CLTC is partnering with Bosch to demonstrate the Bosch Direct Current Building-Scale Microgrid Platform (DCBMP) at an American Honda Motor Co., Inc. warehouse facility. Bosch will demonstrate the effectiveness of the DCBMP, a commercial-scale DC building microgrid that integrates advanced technologies to provide reliable power to the connected loads, resilience during grid outages, increased building energy efficiency and renewable energy utilization.
The Bosch DCBMP architecture maximizes the use of solar photovoltaic (PV) generated electricity in the DC microgrid by eliminating the need for conversion equipment needed in AC-based systems. This makes the overall system more reliable, reduces the maintenance costs for the entire system, and provides a built-in mechanism for islanding critical DC loads during grid outages without the need for switching. By transitioning the majority of a building’s AC loads to a DC microgrid, a commercial customer can expect up to 30% lower total cost of ownership, higher reliability and optimized utilization of renewable generation.
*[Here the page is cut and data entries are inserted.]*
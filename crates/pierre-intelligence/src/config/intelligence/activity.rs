// ABOUTME: Activity analyzer configuration for fitness activity classification
// ABOUTME: Configures heart rate zones, power zones, scoring weights, and insight generation
//
// SPDX-License-Identifier: MIT OR Apache-2.0
// Copyright (c) 2025 Pierre Fitness Intelligence

//! Activity Analyzer Configuration
//!
//! Provides configuration for activity analysis including zone definitions,
//! scoring weights, and insight generation thresholds.

use crate::constants::limits;
use serde::{Deserialize, Serialize};

/// Activity Analyzer Configuration
#[derive(Debug, Clone, Default, Serialize, Deserialize)]
pub struct ActivityAnalyzerConfig {
    /// Activity analysis settings
    pub analysis: ActivityAnalysisConfig,
    /// Activity scoring settings
    pub scoring: ActivityScoringConfig,
    /// Activity insights generation settings
    pub insights: ActivityInsightsConfig,
}

/// Configuration for activity analysis algorithms
#[derive(Debug, Clone, Serialize, Deserialize)]
pub struct ActivityAnalysisConfig {
    /// Minimum activity duration to analyze (seconds)
    pub min_duration_seconds: u64,
    /// Maximum reasonable pace in min/km
    pub max_reasonable_pace: f64,
    /// Heart rate zone definitions
    pub heart_rate_zones: HeartRateZonesConfig,
    /// Power zone definitions
    pub power_zones: PowerZonesConfig,
}

/// Heart rate zone percentage thresholds
#[derive(Debug, Clone, Serialize, Deserialize)]
pub struct HeartRateZonesConfig {
    /// Maximum percentage of max HR for zone 1
    pub zone1_max_percentage: f32,
    /// Maximum percentage of max HR for zone 2
    pub zone2_max_percentage: f32,
    /// Maximum percentage of max HR for zone 3
    pub zone3_max_percentage: f32,
    /// Maximum percentage of max HR for zone 4
    pub zone4_max_percentage: f32,
    /// Maximum percentage of max HR for zone 5
    pub zone5_max_percentage: f32,
}

/// Power zone percentage thresholds for cyclists
#[derive(Debug, Clone, Serialize, Deserialize)]
pub struct PowerZonesConfig {
    /// Maximum percentage of FTP for zone 1
    pub zone1_max_percentage: f32,
    /// Maximum percentage of FTP for zone 2
    pub zone2_max_percentage: f32,
    /// Maximum percentage of FTP for zone 3
    pub zone3_max_percentage: f32,
    /// Maximum percentage of FTP for zone 4
    pub zone4_max_percentage: f32,
    /// Maximum percentage of FTP for zone 5
    pub zone5_max_percentage: f32,
}

/// Weights for activity quality scoring components
#[derive(Debug, Clone, Serialize, Deserialize)]
pub struct ActivityScoringConfig {
    /// Weight for efficiency score (0.0-1.0)
    pub efficiency_weight: f64,
    /// Weight for intensity score (0.0-1.0)
    pub intensity_weight: f64,
    /// Weight for duration score (0.0-1.0)
    pub duration_weight: f64,
    /// Weight for consistency score (0.0-1.0)
    pub consistency_weight: f64,
}

/// Configuration for generating activity insights
#[derive(Debug, Clone, Serialize, Deserialize)]
pub struct ActivityInsightsConfig {
    /// Minimum confidence to include an insight (0-100)
    pub min_confidence_threshold: f64,
    /// Maximum number of insights per activity
    pub max_insights_per_activity: usize,
    /// Severity threshold configuration
    pub severity_thresholds: SeverityThresholds,
}

/// Thresholds for insight severity classification
#[derive(Debug, Clone, Serialize, Deserialize)]
pub struct SeverityThresholds {
    /// Threshold for info-level insights (0-100)
    pub info_threshold: f64,
    /// Threshold for warning-level insights (0-100)
    pub warning_threshold: f64,
    /// Threshold for critical-level insights (0-100)
    pub critical_threshold: f64,
}

impl Default for ActivityAnalysisConfig {
    fn default() -> Self {
        Self {
            min_duration_seconds: 300, // 5 minutes
            max_reasonable_pace: 15.0, // 15 min/km
            heart_rate_zones: HeartRateZonesConfig::default(),
            power_zones: PowerZonesConfig::default(),
        }
    }
}

impl Default for HeartRateZonesConfig {
    fn default() -> Self {
        Self {
            zone1_max_percentage: 60.0,
            zone2_max_percentage: 70.0,
            zone3_max_percentage: 80.0,
            zone4_max_percentage: 90.0,
            zone5_max_percentage: 100.0,
        }
    }
}

impl Default for PowerZonesConfig {
    fn default() -> Self {
        Self {
            zone1_max_percentage: 55.0,
            zone2_max_percentage: 75.0,
            zone3_max_percentage: 90.0,
            zone4_max_percentage: 105.0,
            zone5_max_percentage: 150.0,
        }
    }
}

impl Default for ActivityScoringConfig {
    fn default() -> Self {
        Self {
            efficiency_weight: 0.3,
            intensity_weight: 0.3,
            duration_weight: 0.2,
            consistency_weight: 0.2,
        }
    }
}

impl Default for ActivityInsightsConfig {
    fn default() -> Self {
        Self {
            min_confidence_threshold: limits::DEFAULT_CONFIDENCE_THRESHOLD,
            max_insights_per_activity: 5,
            severity_thresholds: SeverityThresholds::default(),
        }
    }
}

impl Default for SeverityThresholds {
    fn default() -> Self {
        Self {
            info_threshold: 0.3,
            warning_threshold: limits::DEFAULT_CONFIDENCE_THRESHOLD,
            critical_threshold: 0.9,
        }
    }
}
#[tokio::test]
async fn test_search_coaches_with_limit() -> Result<()> {
    let executor = create_coach_test_executor().await?;
    let (user_id, tenant_id) = create_test_user_for_coaches(&executor).await?;

    // Create 10 coaches with "test" in the title
    for i in 0..10 {
        let request = create_test_request(
            "create_coach",
            json!({
                "title": format!("Test Coach {}", i),
                "system_prompt": "A test coach."
            }),
            user_id,
            &tenant_id,
        );
        executor.execute_tool(request).await?;
    }

    // Search with limit
    let request = create_test_request(
        "search_coaches",
        json!({
            "query": "test",
            "limit": 3
        }),
        user_id,
        &tenant_id,
    );

    let response = executor.execute_tool(request).await?;

    assert!(response.success);
    let result = response.result.unwrap();

    assert_eq!(result["count"].as_u64().unwrap(), 3);

    Ok(())
}

// ============================================================================
// activate_coach / deactivate_coach / get_active_coach Tests
// ============================================================================

#[tokio::test]
async fn test_activate_coach_success() -> Result<()> {
    let executor = create_coach_test_executor().await?;
    let (user_id, tenant_id) = create_test_user_for_coaches(&executor).await?;

    // Create a coach
    let create_request = create_test_request(
        "create_coach",
        json!({
            "title": "Coach to Activate",
            "system_prompt": "This coach will be activated."
        }),
        user_id,
        &tenant_id,
    );

    let create_response = executor.execute_tool(create_request).await?;
    let coach_id = create_response.result.unwrap()["id"]
        .as_str()
        .unwrap()
        .to_owned();

    // Activate the coach
    let activate_request = create_test_request(
        "activate_coach",
        json!({
            "coach_id": coach_id.clone()
        }),
        user_id,
        &tenant_id,
    );

    let response = executor.execute_tool(activate_request).await?;

    assert!(response.success);
    let result = response.result.unwrap();
    assert_eq!(result["id"].as_str().unwrap(), coach_id);
    assert!(result["is_active"].as_bool().unwrap());
    assert!(result["system_prompt"].is_string()); // Activation returns full details

    Ok(())
}

#[tokio::test]
async fn test_activate_coach_not_found() -> Result<()> {
    let executor = create_coach_test_executor().await?;
    let (user_id, tenant_id) = create_test_user_for_coaches(&executor).await?;

    let request = create_test_request(
        "activate_coach",
        json!({
            "coach_id": Uuid::new_v4().to_string()
        }),
        user_id,
        &tenant_id,
    );

    let response = executor.execute_tool(request).await?;

    assert!(!response.success, "Should fail for nonexistent coach");
    assert!(response.error.unwrap().contains("not found"));

    Ok(())
}

#[tokio::test]
async fn test_deactivate_coach_success() -> Result<()> {
    let executor = create_coach_test_executor().await?;
    let (user_id, tenant_id) = create_test_user_for_coaches(&executor).await?;

    // Create and activate a coach
    let create_request = create_test_request(
        "create_coach",
        json!({
            "title": "Coach to Deactivate",
            "system_prompt": "This coach will be deactivated."
        }),
        user_id,
        &tenant_id,
    );

    let create_response = executor.execute_tool(create_request).await?;
    let coach_id = create_response.result.unwrap()["id"]
        .as_str()
        .unwrap()
        .to_owned();

    // Activate first
    let activate_request = create_test_request(
        "activate_coach",
        json!({
            "coach_id": coach_id
        }),
        user_id,
        &tenant_id,
    );
    executor.execute_tool(activate_request).await?;

    // Now deactivate
    let deactivate_request =
        create_test_request("deactivate_coach", json!({}), user_id, &tenant_id);

    let response = executor.execute_tool(deactivate_request).await?;

    assert!(response.success);
    let result = response.result.unwrap();
    assert!(result["deactivated"].as_bool().unwrap());

    Ok(())
}

#[tokio::test]
async fn test_deactivate_coach_when_none_active() -> Result<()> {
    let executor = create_coach_test_executor().await?;
    let (user_id, tenant_id) = create_test_user_for_coaches(&executor).await?;

    // Deactivate when nothing is active
    let deactivate_request =
        create_test_request("deactivate_coach", json!({}), user_id, &tenant_id);

    let response = executor.execute_tool(deactivate_request).await?;

    assert!(response.success);
    let result = response.result.unwrap();
    assert!(!result["deactivated"].as_bool().unwrap());

    Ok(())
}

#[tokio::test]
async fn test_get_active_coach_when_active() -> Result<()> {
    let executor = create_coach_test_executor().await?;
    let (user_id, tenant_id) = create_test_user_for_coaches(&executor).await?;

    // Create and activate a coach
    let create_request = create_test_request(
        "create_coach",
        json!({
            "title": "Active Coach Test",
            "description": "Testing get_active_coach",
            "system_prompt": "This is the active coach prompt."
        }),
        user_id,
        &tenant_id,
    );

    let create_response = executor.execute_tool(create_request).await?;
    let coach_id = create_response.result.unwrap()["id"]
        .as_str()
        .unwrap()
        .to_owned();

    let activate_request = create_test_request(
        "activate_coach",
        json!({
            "coach_id": coach_id.clone()
        }),
        user_id,
        &tenant_id,
    );
    executor.execute_tool(activate_request).await?;

    // Get active coach
    let get_active_request =
        create_test_request("get_active_coach", json!({}), user_id, &tenant_id);

    let response = executor.execute_tool(get_active_request).await?;

    assert!(response.success);
    let result = response.result.unwrap();
    assert!(result["active"].as_bool().unwrap());

    let coach = &result["coach"];
    assert_eq!(coach["id"].as_str().unwrap(), coach_id);
    assert_eq!(coach["title"].as_str().unwrap(), "Active Coach Test");
    assert!(coach["system_prompt"]
        .as_str()
        .unwrap()
        .contains("active coach prompt"));

    Ok(())
}

#[tokio::test]
async fn test_get_active_coach_when_none_active() -> Result<()> {
    let executor = create_coach_test_executor().await?;
    let (user_id, tenant_id) = create_test_user_for_coaches(&executor).await?;

    // Get active coach when none is active
    let get_active_request =
        create_test_request("get_active_coach", json!({}), user_id, &tenant_id);

    let response = executor.execute_tool(get_active_request).await?;

    assert!(response.success);
    let result = response.result.unwrap();
    assert!(!result["active"].as_bool().unwrap());
    assert!(result["coach"].is_null());

    Ok(())
}

#[tokio::test]
async fn test_activate_replaces_previous_active() -> Result<()> {
    let executor = create_coach_test_executor().await?;
    let (user_id, tenant_id) = create_test_user_for_coaches(&executor).await?;

    // Create two coaches
    let create_request1 = create_test_request(
        "create_coach",
        json!({
            "title": "First Coach",
            "system_prompt": "First coach prompt."
        }),
        user_id,
        &tenant_id,
    );
    let create_response1 = executor.execute_tool(create_request1).await?;
    let coach1_id = create_response1.result.unwrap()["id"]
        .as_str()
        .unwrap()
        .to_owned();

    let create_request2 = create_test_request(
        "create_coach",
        json!({
            "title": "Second Coach",
            "system_prompt": "Second coach prompt."
        }),
        user_id,
        &tenant_id,
    );
    let create_response2 = executor.execute_tool(create_request2).await?;
    let coach2_id = create_response2.result.unwrap()["id"]
        .as_str()
        .unwrap()
        .to_owned();

    // Activate first coach
    let activate_request1 = create_test_request(
        "activate_coach",
        json!({
            "coach_id": coach1_id
        }),
        user_id,
        &tenant_id,
    );
    executor.execute_tool(activate_request1).await?;

    // Verify first is active
    let get_active_request1 =
        create_test_request("get_active_coach", json!({}), user_id, &tenant_id);
    let response1 = executor.execute_tool(get_active_request1).await?;
    assert_eq!(
        response1.result.unwrap()["coach"]["title"]
            .as_str()
            .unwrap(),
        "First Coach"
    );

    // Activate second coach (should replace first)
    let activate_request2 = create_test_request(
        "activate_coach",
        json!({
            "coach_id": coach2_id
        }),
        user_id,
        &tenant_id,
    );
    executor.execute_tool(activate_request2).await?;

    // Verify second is now active
    let get_active_request2 =
        create_test_request("get_active_coach", json!({}), user_id, &tenant_id);
    let response2 = executor.execute_tool(get_active_request2).await?;
    assert_eq!(
        response2.result.unwrap()["coach"]["title"]
            .as_str()
            .unwrap(),
        "Second Coach"
    );

    Ok(())
}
CLTC will assist Bosch to design the lighting system used in the DCBMP. Following the installation and commissioning of the DCBMP, CLTC will assist in collecting performance data to document the cost savings, energy efficiency gains and the system functionality. From the results of this project, CLTC will develop a cost-effective, best-practice design and engineering approach for implementing DC microgrid systems in commercial and industrial applications. A training program for building inspectors and electrical installers will be established to support the implementation of DCBMP systems.
The project aims to enhance technical understanding of implementation, integration and optimization methods associated with distributed renewable energy generation within California’s distribution infrastructure; pave the way for introduction and large-scale adoption of cost-effective and energy-efficient DC power distribution architectures; and establish an effective supply chain for system integration.
This project is funded through the California Energy Commission’s Electric Program Investment Charge (EPIC) Program. This project will run through March 2018.